COMMENT="The document to be tokenised" RUNTIME="true">
gate.Document
</PARAMETER>
<PARAMETER NAME="annotationSetName" RUNTIME="true"
COMMENT="The annotation set to be used for the generated annotations"
OPTIONAL="true">
java.lang.String
</PARAMETER>
<PARAMETER
DEFAULT="resources/tokeniser/DefaultTokeniser.rules"

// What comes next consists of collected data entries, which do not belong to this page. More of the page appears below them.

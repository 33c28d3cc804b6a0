// C ABI for host pipelines. Every call locks the one process-wide engine
// for the whole resolution, and nothing is allowed to unwind across it.
use crate::config::Config;
use crate::Normalizer;
use libc::{c_char, c_int};
use std::ffi::{CStr, CString};
use std::panic::{catch_unwind, AssertUnwindSafe};
use std::path::PathBuf;
use std::ptr;
use std::sync::{Mutex, MutexGuard};

struct Session {
    engine: Normalizer,
    tables_dir: PathBuf,
}

static SESSION: Mutex<Option<Session>> = Mutex::new(None);

fn lock_session() -> MutexGuard<'static, Option<Session>> {
    SESSION.lock().unwrap_or_else(|poisoned| poisoned.into_inner())
}

unsafe fn c_str<'a>(s: *const c_char) -> Option<&'a str> {
    if s.is_null() {
        return None;
    }
    CStr::from_ptr(s).to_str().ok()
}

fn into_c_string(s: String) -> *mut c_char {
    CString::new(s).map(CString::into_raw).unwrap_or(ptr::null_mut())
}

/// Opens the engine. `tables_dir` may be null to use the configured default.
/// Returns 0 on success, -1 on failure.
#[no_mangle]
pub extern "C" fn norm_engine_init(tables_dir: *const c_char) -> c_int {
    let dir = unsafe { c_str(tables_dir) }.map(PathBuf::from);
    let result = catch_unwind(AssertUnwindSafe(|| {
        let mut session = lock_session();
        if session.is_some() {
            return 0;
        }
        let mut config = match Config::from_env() {
            Ok(config) => config,
            Err(e) => {
                tracing::error!(error = %e, "bad configuration");
                return -1;
            }
        };
        if let Some(dir) = dir {
            config.tables_dir = dir;
        }
        match Normalizer::open(&config) {
            Ok(engine) => {
                *session = Some(Session { engine, tables_dir: config.tables_dir });
                0
            }
            Err(e) => {
                tracing::error!(error = %e, "cannot initialize engine");
                -1
            }
        }
    }));
    result.unwrap_or(-1)
}

/// Saves the learned tables. Returns 0 on success, -1 on failure or if
/// the engine is not initialized.
#[no_mangle]
pub extern "C" fn norm_engine_save() -> c_int {
    let result = catch_unwind(|| {
        let session = lock_session();
        match session.as_ref() {
            Some(s) => match s.engine.save(&s.tables_dir) {
                Ok(()) => 0,
                Err(e) => {
                    tracing::error!(error = %e, "failed to save tables");
                    -1
                }
            },
            None => -1,
        }
    });
    result.unwrap_or(-1)
}

/// Saves and drops the engine.
#[no_mangle]
pub extern "C" fn norm_engine_destroy() {
    let _ = catch_unwind(|| {
        let mut session = lock_session();
        if let Some(s) = session.take() {
            if let Err(e) = s.engine.save(&s.tables_dir) {
                tracing::error!(error = %e, "failed to save tables");
            }
        }
    });
}

/// Returns the norm of `form`, or null on bad input. Free with
/// `norm_free_string`.
#[no_mangle]
pub extern "C" fn norm_normalize(form: *const c_char) -> *mut c_char {
    let Some(form) = (unsafe { c_str(form) }) else {
        return ptr::null_mut();
    };
    let result = catch_unwind(AssertUnwindSafe(|| {
        let mut session = lock_session();
        session.as_mut().map(|s| s.engine.normalize(form))
    }));
    match result {
        Ok(Some(norm)) => into_c_string(norm),
        _ => ptr::null_mut(),
    }
}

/// Takes a JSON array of token texts and returns a JSON array of norms of
/// the same length, or null on bad input.
#[no_mangle]
pub extern "C" fn norm_normalize_batch(forms_json: *const c_char) -> *mut c_char {
    let Some(json) = (unsafe { c_str(forms_json) }) else {
        return ptr::null_mut();
    };
    let result = catch_unwind(AssertUnwindSafe(|| {
        let forms: Vec<String> = serde_json::from_str(json).ok()?;
        let mut session = lock_session();
        let norms = session.as_mut()?.engine.normalize_batch(&forms);
        serde_json::to_string(&norms).ok()
    }));
    match result {
        Ok(Some(json)) => into_c_string(json),
        _ => ptr::null_mut(),
    }
}

#[no_mangle]
pub extern "C" fn norm_free_string(s: *mut c_char) {
    if !s.is_null() {
        unsafe {
            let _ = CString::from_raw(s);
        }
    }
}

COMMENT="The URL to the rules file" SUFFIXES="rules"
NAME="rulesURL">
java.net.URL
</PARAMETER>
<PARAMETER DEFAULT="UTF-8"
COMMENT="The encoding used for reading the definitions"
NAME="encoding">
java.lang.String
</PARAMETER>
<ICON>tokeniser</ICON>
</RESOURCE>
resources/tokeniser/DefaultTokeniser.rules
Gold Fish Plugin
GlodFish plugin has the following layout:GoldFish/ (i.e., GoldFish's plugin directory)
+-- build.xml
+-- build.properties
+-- creole.xml
+-- GoldFish.jar
The class "sheffield.creole.example.GoldFish" in GoldFish.jar provides the implementation of the new PR. Because this PR doesn't need any gazetteer list or rules, it has an empty resources folder. In its creole.xml, the content is as simple as:
<CREOLE-DIRECTORY>
<JAR SCAN="true">GoldFish.jar</JAR>
</CREOLE-DIRECTORY>
This tells GATE to load GoldFish.jar and scan its contents looking for resource classes annotated with @CreoleResource.
Configuration Data
Configuration data for the resources may be stored directly in the creole.xml file, or it may be stored as Java annotations on the resource classes themselves; in either case GATE retrieves this configuration information and adds the resource definitions to the CREOLE register. When a user requests an instantiation of a resource, GATE creates an instance of the resource class in the virtual machine.